## Directions for this task
Word for word, return the entries listed below.

## Records provided
[Start of section]

//! Office Ledger
//!
//! Daily cash-ledger for a small agency office: dated, timestamped income and
//! expense entries kept in a table-oriented record store, reconciled on every
//! view into day, month-to-date and cumulative cash figures, with the latest
//! close published to a small balance cache.

use chrono::Local;
use tracing::{info, warn};

pub mod balance;
pub mod config;
pub mod db;
pub mod entry;
pub mod error;
pub mod ledger;
pub mod logging;
pub mod memo;
pub mod monthly;
pub mod reconcile;
pub mod store;
pub mod tasks;

pub use balance::{BalanceCache, CacheRefresh};
pub use config::{AppConfig, SheetNames};
pub use db::SqliteStore;
pub use entry::{EntryDraft, LedgerEntry, LEDGER_COLUMNS};
pub use error::{LedgerError, StoreError};
pub use ledger::{parse_view_date, DailyView, Ledger};
pub use memo::MemoSlot;
pub use monthly::{monthly_summary, MonthSummary};
pub use reconcile::{reconcile, PeriodTotals, Reconciliation};
pub use store::{MemoryStore, Record, RecordStore};
pub use tasks::{ActiveTask, PlannedTask, TaskRow};

// ============================================================================
// Binary entry point
// ============================================================================

/// Run the command-line front end.
///
/// `office-ledger [YYYY-MM-DD]` prints the daily view for that date (default:
/// today); `office-ledger monthly` prints the per-month summary and
/// `office-ledger tasks` the planned and active task lists.
pub fn run() -> anyhow::Result<()> {
    let config = AppConfig::load();
    let _guard = logging::init(&config.log_dir(), &config.log_filter)?;

    info!(
        "Starting office-ledger v{} ({}, built {})",
        env!("CARGO_PKG_VERSION"),
        env!("BUILD_GIT_SHA"),
        env!("BUILD_TIMESTAMP")
    );
    if let Some(err) = &config.file_error {
        warn!("Ignoring unusable config file, using defaults: {err}");
    }

    let store = db::init(&config.db_path())?;
    let ledger = Ledger::new(store, config.sheets.clone());

    let arg = std::env::args().nth(1);
    let output = match arg.as_deref() {
        Some("monthly") => serde_json::to_string_pretty(&ledger.monthly_summary()?)?,
        Some("tasks") => serde_json::to_string_pretty(&serde_json::json!({
            "planned": ledger.tasks::<PlannedTask>()?,
            "active": ledger.tasks::<ActiveTask>()?,
        }))?,
        Some(raw) => serde_json::to_string_pretty(&ledger.view(parse_view_date(raw)?)?)?,
        None => serde_json::to_string_pretty(&ledger.view(Local::now().date_naive())?)?,
    };
    println!("{output}");
    Ok(())
}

[End of section]

## Answer
//! Office Ledger
//!
//! Daily cash-ledger for a small agency office: dated, timestamped income and
//! expense entries kept in a table-oriented record store, reconciled on every
//! view into day, month-to-date and cumulative cash figures, with the latest
//! close published to a small balance cache.

use chrono::Local;
use tracing::{info, warn};

pub mod balance;
pub mod config;
pub mod db;
pub mod entry;
pub mod error;
pub mod ledger;
pub mod logging;
pub mod memo;
pub mod monthly;
pub mod reconcile;
pub mod store;
pub mod tasks;

pub use balance::{BalanceCache, CacheRefresh};
pub use config::{AppConfig, SheetNames};
pub use db::SqliteStore;
pub use entry::{EntryDraft, LedgerEntry, LEDGER_COLUMNS};
pub use error::{LedgerError, StoreError};
pub use ledger::{parse_view_date, DailyView, Ledger};
pub use memo::MemoSlot;
pub use monthly::{monthly_summary, MonthSummary};
pub use reconcile::{reconcile, PeriodTotals, Reconciliation};
pub use store::{MemoryStore, Record, RecordStore};
pub use tasks::{ActiveTask, PlannedTask, TaskRow};

// ============================================================================
// Binary entry point
// ============================================================================

/// Run the command-line front end.
///
/// `office-ledger [YYYY-MM-DD]` prints the daily view for that date (default:
/// today); `office-ledger monthly` prints the per-month summary and
/// `office-ledger tasks` the planned and active task lists.
pub fn run() -> anyhow::Result<()> {
    let config = AppConfig::load();
    let _guard = logging::init(&config.log_dir(), &config.log_filter)?;

    info!(
        "Starting office-ledger v{} ({}, built {})",
        env!("CARGO_PKG_VERSION"),
        env!("BUILD_GIT_SHA"),
        env!("BUILD_TIMESTAMP")
    );
    if let Some(err) = &config.file_error {
        warn!("Ignoring unusable config file, using defaults: {err}");
    }

    let store = db::init(&config.db_path())?;
    let ledger = Ledger::new(store, config.sheets.clone());

    let arg = std::env::args().nth(1);
    let output = match arg.as_deref() {
        Some("monthly") => serde_json::to_string_pretty(&ledger.monthly_summary()?)?,
        Some("tasks") => serde_json::to_string_pretty(&serde_json::json!({
            "planned": ledger.tasks::<PlannedTask>()?,
            "active": ledger.tasks::<ActiveTask>()?,
        }))?,
        Some(raw) => serde_json::to_string_pretty(&ledger.view(parse_view_date(raw)?)?)?,
        None => serde_json::to_string_pretty(&ledger.view(Local::now().date_naive())?)?,
    };
    println!("{output}");
    Ok(())
}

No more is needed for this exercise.